Pari gagné pour Bertrand de Billy

Webern, Chausson, Dutilleux, Schumann - Paris (Pleyel)

Par Juliette Buch | mer 22 Septembre 2010 | Imprimer
Beau programme que celui de ce nouveau concert de l’Orchestre de Paris (donné également le lendemain 23 septembre) décidément en grande forme après le fascinant Kullervo de la semaine précédente, et concocté par le chef français Bertrand de Billy, qui dirigeait cette prestigieuse formation pour la première fois. Le choix des œuvres porte indiscutablement sa marque et fait la part belle au répertoire français et allemand, en équilibrant judicieusement musique contemporaine et romantique, pièces courtes et plus longues, poussant le raffinement jusqu’à les faire se répondre.
 
La pièce d’Anton Webern Im Sommerwind, composée en 1904 d’après un texte du poète allemand Bruno Wille (1860-1928), baigne dans un post-romantisme wagnérien qui rappelle Richard Strauss, celui du Rosenkavalier, par son opulence sensuelle et hédoniste. Très courte – moins de quinze minutes – elle n’en captive pas moins par sa richesse et sa densité, et l’orchestre y brille de mille feux.
 
Ernest Chausson, disciple de Franck et ami de Debussy, fut très influencé par la musique de Wagner, comme l’atteste ce célèbre Poème de l’Amour et de la Mer composé entre 1882 et 1892 sur des poèmes délicieusement décadents de Maurice Bouchor. Nous attendions beaucoup de la prestation de Susan Graham, dont le timbrechaud,opulent, velouté et chatoyant, semblait à priori idéal pour cette œuvre, mélange subtil de sensualité exacerbée et de sombre mélancolie. Il faut bien avouer que cette belle artiste, désormais blonde comme les blés, amincie et suprêmement élégante, nous a semblé parfois en difficulté, souvent couverte par l’orchestre, surtout dans le médium et le grave. L’aigu est plus sonore, certes, mais fait apparaître une légère fêlure, comme un voile à peine perceptible qui l’empêche de s’épanouir tout à fait. De plus, la diction n’est pas toujours intelligible, ce qui est surprenant pour une chanteuse renommée pour l’excellence de son français.

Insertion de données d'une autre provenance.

use crate::*;
use rand::Rng;

const ENDIANS: [Endianness; 2] = [Endianness::Little, Endianness::Big];
const REPRS: [Representation; 2] = [Representation::TwosComplement, Representation::OnesComplement];

fn roundtrip(value: Value, endianness: Endianness, repr: Representation) -> Result<Value> {
    let mut enc = Encoder::new(endianness, repr);
    enc.value(value)?;
    let bytes = enc.into_bytes();
    assert_eq!(bytes.len(), value.ty().width());

    let mut dec = Decoder::new(&bytes, endianness, repr);
    let out = dec.scalar(value.ty())?;
    assert_eq!(dec.remaining(), 0);
    Ok(out)
}

// ============================================================================
//  ROUND TRIP
// ============================================================================

#[test]
fn test_roundtrip_8_and_16_bit_exhaustive() -> Result<()> {
    for endianness in ENDIANS {
        for repr in REPRS {
            for ty in [ScalarType::U8, ScalarType::I8, ScalarType::U16, ScalarType::I16] {
                for v in ty.min(repr)..=ty.max() {
                    let value = ty.coerce_i128(v, repr)?;
                    assert_eq!(roundtrip(value, endianness, repr)?, value, "{} {:?} {:?}", ty, endianness, repr);
                }
            }
        }
    }
    Ok(())
}

#[test]
fn test_roundtrip_boundaries_every_width() -> Result<()> {
    for endianness in ENDIANS {
        for repr in REPRS {
            for ty in ScalarType::ALL {
                let (min, max) = (ty.min(repr), ty.max());
                for v in [min, min + 1, -1, 0, 1, max - 1, max] {
                    if v < min {
                        continue;
                    }
                    let value = ty.coerce_i128(v, repr)?;
                    assert_eq!(roundtrip(value, endianness, repr)?, value, "{} {:?} {:?}", ty, endianness, repr);
                }
            }
        }
    }
    Ok(())
}

#[test]
fn test_roundtrip_random_wide() -> Result<()> {
    let mut rng = rand::thread_rng();
    for _ in 0..2000 {
        let endianness = ENDIANS[rng.gen_range(0..2)];
        let repr = REPRS[rng.gen_range(0..2)];
        let values = [
            Value::U32(rng.gen()),
            Value::U64(rng.gen()),
            Value::I32(rng.gen_range(-i32::MAX..=i32::MAX)),
            Value::I64(rng.gen_range(-i64::MAX..=i64::MAX)),
        ];
        for value in values {
            assert_eq!(roundtrip(value, endianness, repr)?, value);
        }
    }
    Ok(())
}

// ============================================================================
//  BYTE LAYOUT
// ============================================================================

#[test]
fn test_minus_one_int8_per_representation() -> Result<()> {
    let mut twos = Encoder::new(Endianness::Little, Representation::TwosComplement);
    twos.value(Value::I8(-1))?;
    assert_eq!(twos.as_bytes(), &[0xFF]);

    let mut ones = Encoder::new(Endianness::Little, Representation::OnesComplement);
    ones.value(Value::I8(-1))?;
    assert_eq!(ones.as_bytes(), &[0xFE]);

    let back = decode(&[0xFF], ScalarType::I8, Endianness::Little, Representation::TwosComplement);
    assert_eq!(back, Value::I8(-1));
    let back = decode(&[0xFE], ScalarType::I8, Endianness::Little, Representation::OnesComplement);
    assert_eq!(back, Value::I8(-1));
    Ok(())
}

#[test]
fn test_representations_agree_on_non_negative() -> Result<()> {
    for ty in ScalarType::ALL {
        for v in [0i128, 1, 42, ty.max()] {
            let value = ty.coerce_i128(v, Representation::TwosComplement)?;
            let mut a = Vec::new();
            let mut b = Vec::new();
            encode(value, Endianness::Big, Representation::TwosComplement, &mut a)?;
            encode(value, Endianness::Big, Representation::OnesComplement, &mut b)?;
            assert_eq!(a, b, "{} {}", ty, v);
        }
    }
    Ok(())
}

#[test]
fn test_endianness_byte_order() -> Result<()> {
    let mut le = Encoder::new(Endianness::Little, Representation::TwosComplement);
    le.value(Value::U32(0x11223344))?.value(Value::I16(-2))?;
    assert_eq!(le.as_bytes(), &[0x44, 0x33, 0x22, 0x11, 0xFE, 0xFF]);

    let mut be = Encoder::new(Endianness::Big, Representation::TwosComplement);
    be.value(Value::U32(0x11223344))?.value(Value::I16(-2))?;
    assert_eq!(be.as_bytes(), &[0x11, 0x22, 0x33, 0x44, 0xFF, 0xFE]);
    Ok(())
}

#[test]
fn test_ones_complement_i64_min_magnitude() -> Result<()> {
    let mut enc = Encoder::new(Endianness::Little, Representation::OnesComplement);
    enc.value(Value::I64(-i64::MAX))?;
    let mut expected = [0u8; 8];
    expected[7] = 0x80;
    assert_eq!(enc.as_bytes(), &expected);
    Ok(())
}

// ============================================================================
//  RANGE CHECKS
// ============================================================================

#[test]
fn test_ones_complement_rejects_twos_minimum() {
    let mut enc = Encoder::new(Endianness::Little, Representation::OnesComplement);
    let err = enc.value(Value::I8(i8::MIN)).unwrap_err();
    assert_eq!(err, Error::OutOfRange { ty: ScalarType::I8, value: -128 });
    assert!(enc.is_empty());
}

#[test]
fn test_scalar_coerces_into_slot() -> Result<()> {
    let mut enc = Encoder::new(Endianness::Little, Representation::TwosComplement);
    enc.scalar(ScalarType::I16, Value::U8(200))?;
    enc.scalar(ScalarType::U8, Value::I64(7))?;
    assert_eq!(enc.as_bytes(), &[0xC8, 0x00, 0x07]);

    let err = enc.scalar(ScalarType::U8, Value::U16(300)).unwrap_err();
    assert_eq!(err, Error::OutOfRange { ty: ScalarType::U8, value: 300 });
    let err = enc.scalar(ScalarType::U32, Value::I8(-1)).unwrap_err();
    assert_eq!(err, Error::OutOfRange { ty: ScalarType::U32, value: -1 });
    let err = enc.scalar(ScalarType::I8, Value::I16(128)).unwrap_err();
    assert_eq!(err, Error::OutOfRange { ty: ScalarType::I8, value: 128 });
    assert_eq!(enc.len(), 3);
    Ok(())
}

#[test]
fn test_value_conversions() -> Result<()> {
    assert_eq!(Value::from(5u8), Value::U8(5));
    assert_eq!(Value::from(-5i64), Value::I64(-5));
    assert_eq!(Value::U64(10).as_u8()?, 10u8);
    assert_eq!(i32::try_from(Value::I8(-3))?, -3);
    assert!(Value::I8(-1).as_u64().is_err());
    assert!(Value::U64(u64::MAX).as_i64().is_err());
    Ok(())
}

#[test]
fn test_type_ranges() {
    assert_eq!(ScalarType::I8.min(Representation::TwosComplement), -128);
    assert_eq!(ScalarType::I8.min(Representation::OnesComplement), -127);
    assert_eq!(ScalarType::U64.max(), u64::MAX as i128);
    assert_eq!(ScalarType::I64.min(Representation::TwosComplement), i64::MIN as i128);
    assert_eq!(ScalarType::U16.min(Representation::OnesComplement), 0);
}

// ============================================================================
//  DECODER FAILURE MODES
// ============================================================================

#[test]
fn test_decoder_unexpected_end_reports_position() -> Result<()> {
    let bytes = [0x01, 0x02, 0x03];
    let mut dec = Decoder::new(&bytes, Endianness::Little, Representation::TwosComplement);
    assert_eq!(dec.scalar(ScalarType::U16)?, Value::U16(0x0201));

    let err = dec.scalar(ScalarType::U32).unwrap_err();
    assert_eq!(err, Error::UnexpectedEnd { position: 2, needed: 4, remaining: 1 });
    assert_eq!(dec.position(), 2);
    assert_eq!(dec.rest(), &[0x03]);
    Ok(())
}

#[test]
fn test_decoder_unsigned_header() -> Result<()> {
    let bytes = [0x01, 0x2C, 0xAA];
    let mut dec = Decoder::new(&bytes, Endianness::Big, Representation::TwosComplement);
    assert_eq!(dec.unsigned(2)?, 300);
    assert_eq!(dec.scalar(ScalarType::I8)?, Value::I8(-86));
    Ok(())
}

// ============================================================================
//  POLICY PARSING
// ============================================================================

#[test]
fn test_representation_spellings() -> Result<()> {
    assert_eq!("twos_complement".parse::<Representation>()?, Representation::TwosComplement);
    assert_eq!("two_complement".parse::<Representation>()?, Representation::TwosComplement);
    assert_eq!("ones_complement".parse::<Representation>()?, Representation::OnesComplement);
    assert_eq!("one_complement".parse::<Representation>()?, Representation::OnesComplement);
    assert!("threes_complement".parse::<Representation>().is_err());
    Ok(())
}

#[test]
fn test_endianness_spellings() -> Result<()> {
    assert_eq!("little".parse::<Endianness>()?, Endianness::Little);
    assert_eq!("big_endian".parse::<Endianness>()?, Endianness::Big);
    assert_eq!(
        "middle".parse::<Endianness>().unwrap_err(),
        Error::InvalidEndianness("middle".into())
    );
    Ok(())
}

Reconnaissons cependant que l’interprétation est soignée et même raffinée, le chant stylé et nuancé, au détriment toutefois de la passion et même de l’émotion, comme si la cantatrice, prudente, ne souhaitait pas s’impliquer au-delà d’un bon goût de grande classe, mais sans éclat. A sa décharge, gageons qu’il s’agit d’une partition redoutable, car elle requiert à la fois une puissance vocale impressionnante, apte à rivaliser avec l’opulence du tissu orchestral et exige également une diction parfaite, voire impérieuse. A notre connaissance, une des rares chanteuses susceptibles de réunir ces qualités demeure sans conteste la grande Régine Crespin, par ailleurs immense wagnérienne – ceci explique sans doute cela – que nous avions eu la chance d’entendre dans cette œuvre en live, au sommet de sa carrière et de ses moyens, et dont nous conserverons à jamais un souvenir ébloui. Souhaitons qu’en ce qui concerne Susan Graham, il s’agisse d’une méforme passagère, et qu’il nous sera bientôt possible de la réentendre en possession de tous ses superbes moyens.
 
La seconde partie du concert, qui s’ouvre avec Le Mystère de l’Instant, confirme une fois de plus la facilité avec laquelle l’orchestre s’adapte à tous les répertoires, et en particulier cette œuvre de Dutilleux, empreinte de mystère et de spiritualité, dédiée au chef d’orchestre suisse Paul Sacher, qui est également un vibrant hommage à la Musique pour cordes, percussion et célesta de Bartok. Dés les premières mesures de la Symphonie n° 4 de Schumann, Bertrand de Billy confirme de manière éclatante sa profonde empathie avec la musique romantique allemande, déjà amplement démontrée par toutes les années passées à la tête de l’Orchestre Symphonique de la radio autrichienne. Avec lui, cette Symphonie que le compositeur lui-même avait remaniée, la trouvant trop lourde, voire clinquante, acquiert une légèreté et une finesse incomparables, à l’opposé de la grandeur solennelle avec laquelle certains chefs l’ont dirigée. En fait, grâce à de Billy, elle lorgne délibérément vers Mozart, mettant en évidence ses affinités avec la Haffner, surtout dans le mouvement final, mélange jubilatoire et décoiffant d’une énergie remplie d’allégresse, qui galvanise l’orchestre et le public.
 
Jolie manière de célébrer le bicentenaire de la naissance de Schumann et pari gagné pour le chef que nous espérons revoir bientôt à Paris.